Just when things are starting to get freaky, along comes a Soul Hunter to sort things out, and he wants his ball back. Martin Sheen amused me greatly. He starts off talking in a very odd manner, as if he’s not quite used to the whole process of speech, and then all of a sudden he forgets that speech is supposed to be difficult. I get that it was an intentional decision, but the transition from one to another isn’t exactly gradual, so it did make me laugh. It reminded me of Dodo from Doctor Who, whose accent suddenly disappeared. Also trying out a different way of speaking was Franklin in Lochley’s near death experience. I think he was going for South African, but it didn’t stop him doing that Richard Biggs thing of running two sentences together as if they were one, speeding up at the full stop instead of slowing down.
So there were plenty of funny moments, most of them unintentional, but I actually loved this episode, and following on from a couple of fairly tedious efforts at TV movies it was a breath of fresh air.

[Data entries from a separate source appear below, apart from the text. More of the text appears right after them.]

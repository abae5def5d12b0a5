//! Admission control for job execution resources.
//!
//! The resource pool is the gate between "queued" and "executing": it caps
//! concurrent jobs and concurrent large-payload jobs, reserves per-job
//! scratch space, and pauses intake entirely while memory pressure is at
//! emergency. Saturated or paused acquisition requests queue internally in
//! FIFO order rather than being rejected; callers simply wait until a slot
//! frees or the pool shuts down.

#[allow(clippy::module_inception)]
mod pool;
mod scratch;

pub use pool::{
    AdmissionError, AdmissionTicket, PoolConfig, ResourcePool, SlotClass,
    DEFAULT_MAX_CONCURRENT_JOBS, DEFAULT_MAX_LARGE_FILE_CONCURRENT,
};
pub use scratch::{ScratchSpace, DEFAULT_SCRATCH_MAX_AGE_SECS};
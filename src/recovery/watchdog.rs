//! Stall detection watchdog.
//!
//! Monitors coordinator health by tracking activity timestamps and warning
//! when the control loop appears stalled (pending work but no progress).

use std::sync::atomic::{AtomicU64, Ordering};
use std::sync::Arc;
use std::time::{Duration, SystemTime, UNIX_EPOCH};
use tokio_util::sync::CancellationToken;
use tracing::{debug, warn};

/// Default stall detection threshold (30 seconds).
pub const STALL_DETECTION_THRESHOLD_MS: u64 = 30_000;

/// Default watchdog check interval (10 seconds).
pub const STALL_WATCHDOG_INTERVAL_SECS: u64 = 10;

/// Stall detection watchdog for the coordinator.
///
/// Periodically checks if the coordinator is making progress. Warns when
/// there's pending work but no activity for longer than the threshold.
pub struct StallWatchdog {
    /// Shared timestamp of last coordinator activity.
    last_activity_ms: Arc<AtomicU64>,

    /// Shared count of pending work items.
    pending_work_count: Arc<AtomicU64>,

    /// Stall threshold in milliseconds.
    threshold_ms: u64,

    /// Check interval.
    interval: Duration,
}

impl StallWatchdog {
    /// Creates a new stall watchdog with default settings.
    pub fn new(last_activity_ms: Arc<AtomicU64>, pending_work_count: Arc<AtomicU64>) -> Self {
        Self {
            last_activity_ms,
            pending_work_count,
            threshold_ms: STALL_DETECTION_THRESHOLD_MS,
            interval: Duration::from_secs(STALL_WATCHDOG_INTERVAL_SECS),
        }
    }

    /// Runs the watchdog until cancelled.
    pub async fn run(self, shutdown: CancellationToken) {
        let mut interval = tokio::time::interval(self.interval);
        interval.set_missed_tick_behavior(tokio::time::MissedTickBehavior::Skip);

        loop {
            interval.tick().await;

            if shutdown.is_cancelled() {
                break;
            }

            self.check_health();
        }
    }

    /// Checks coordinator health and logs appropriate message.
    fn check_health(&self) {
        let elapsed_ms = self.elapsed_since_last_activity();
        let work_count = self.pending_work_count.load(Ordering::Relaxed);

        match (elapsed_ms > self.threshold_ms, work_count > 0) {
            (true, true) => {
                // Stalled: pending work but no progress
                warn!(
                    elapsed_ms,
                    pending_work = work_count,
                    threshold_ms = self.threshold_ms,
                    "STALL DETECTED: Coordinator has {} pending jobs but no progress for {}s",
                    work_count,
                    elapsed_ms / 1000
                );
            }
            (true, false) => {
                // Idle: no pending work
                debug!(elapsed_ms, "Stall watchdog: coordinator idle (no pending work)");
            }
            (false, _) => {
                // Healthy: recent activity
                debug!(
                    elapsed_ms,
                    pending_work = work_count,
                    "Stall watchdog: coordinator loop healthy"
                );
            }
        }
    }

    /// Returns milliseconds since last activity.
    fn elapsed_since_last_activity(&self) -> u64 {
        let now_ms = SystemTime::now()
            .duration_since(UNIX_EPOCH)
            .unwrap_or_default()
            .as_millis() as u64;
        let last_ms = self.last_activity_ms.load(Ordering::Relaxed);
        now_ms.saturating_sub(last_ms)
    }
}
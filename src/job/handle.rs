//! Job handle for status queries.
//!
//! The [`JobHandle`] is returned when a job is submitted to the orchestrator.
//! It provides methods to query the job's status and wait for it to reach a
//! terminal state. Jobs have no user-triggered cancellation; execution is
//! only abandoned through the failure detection paths.
//!
//! # Example
//!
//! ```ignore
//! use docstream::job::JobStatus;
//!
//! let mut handle = service.submit_job(payload, "owner-1", Plan::Premium)?;
//!
//! // Check status without waiting
//! if handle.status() == JobStatus::Processing {
//!     println!("Job is running");
//! }
//!
//! // Wait for completion
//! let status = handle.wait().await;
//! ```

use super::id::JobId;
use super::status::JobStatus;
use tokio::sync::watch;

/// Handle to a submitted job for status queries.
///
/// This handle is cloneable and can be shared across tasks. All clones
/// refer to the same underlying job.
#[derive(Clone)]
pub struct JobHandle {
    job_id: JobId,
    status_rx: watch::Receiver<JobStatus>,
}

impl JobHandle {
    /// Creates a new job handle.
    ///
    /// This is typically called by the service facade when a job is submitted.
    pub(crate) fn new(job_id: JobId, status_rx: watch::Receiver<JobStatus>) -> Self {
        Self { job_id, status_rx }
    }

    /// Returns the job's unique identifier.
    pub fn id(&self) -> &JobId {
        &self.job_id
    }

    /// Returns the current job status.
    ///
    /// This is a non-blocking operation that returns the most recent status.
    pub fn status(&self) -> JobStatus {
        *self.status_rx.borrow()
    }

    /// Waits for the job to reach a terminal state and returns it.
    ///
    /// Returns `Completed` or `PermanentlyFailed`. If the orchestrator shuts
    /// down before the job finishes, returns the last observed status.
    pub async fn wait(&mut self) -> JobStatus {
        loop {
            let current = self.status();
            if current.is_terminal() {
                return current;
            }
            if self.status_rx.changed().await.is_err() {
                // Coordinator dropped the sender; report what we last saw.
                return self.status();
            }
        }
    }
}

impl std::fmt::Debug for JobHandle {
    fn fmt(&self, f: &mut std::fmt::Formatter<'_>) -> std::fmt::Result {
        f.debug_struct("JobHandle")
            .field("job_id", &self.job_id)
            .field("status", &self.status())
            .finish()
    }
}

#[cfg(test)]
mod tests {
    use super::*;

    #[tokio::test]
    async fn test_handle_status() {
        let (status_tx, status_rx) = watch::channel(JobStatus::Queued);
        let handle = JobHandle::new(JobId::new("test"), status_rx);

        assert_eq!(handle.status(), JobStatus::Queued);

        status_tx.send(JobStatus::Processing).unwrap();
        assert_eq!(handle.status(), JobStatus::Processing);
    }

    #[tokio::test]
    async fn test_handle_wait_reaches_terminal() {
        let (status_tx, status_rx) = watch::channel(JobStatus::Queued);
        let mut handle = JobHandle::new(JobId::new("test"), status_rx);

        tokio::spawn(async move {
            status_tx.send(JobStatus::Processing).unwrap();
            status_tx.send(JobStatus::Completed).unwrap();
        });

        assert_eq!(handle.wait().await, JobStatus::Completed);
    }

    #[tokio::test]
    async fn test_handle_wait_on_dropped_sender() {
        let (status_tx, status_rx) = watch::channel(JobStatus::Processing);
        let mut handle = JobHandle::new(JobId::new("test"), status_rx);

        drop(status_tx);
        // Non-terminal last status is still reported rather than hanging.
        assert_eq!(handle.wait().await, JobStatus::Processing);
    }

    #[test]
    fn test_handle_clone_shares_status() {
        let (status_tx, status_rx) = watch::channel(JobStatus::Queued);
        let handle1 = JobHandle::new(JobId::new("test"), status_rx);
        let handle2 = handle1.clone();

        status_tx.send(JobStatus::Assigned).unwrap();
        assert_eq!(handle1.status(), JobStatus::Assigned);
        assert_eq!(handle2.status(), handle1.status());
    }
}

It was the closest we’ve got to Babylon 5 doing a straight-up psychological horror story with ghosts. Plenty of traditional horror movie techniques were used, such as the zoom in on a guy’s screaming face while a monster wielding a scythe comes towards him – proper horror stuff. There were some moments where it all went a bit Ghostbusters, particularly the trapped soul shouting “leave us alone!” and going all deathly looking, and also the cloud of souls causing mayhem, but I didn’t mind that at all. There was also a lot of thought-provoking debate about the afterlife, and the ethics of preserving life at all costs, even if that continued existence is a form of imprisonment, and prevents the soul from moving on to heaven or nothingness, depending on which side of the debate you subscribe to. We also had a continuation of the theme of hubris from the Vorlons in the last movie, with a Soul Hunter realising this time that he maybe shouldn’t be playing god after all.
“We thought we were incapable of any error.”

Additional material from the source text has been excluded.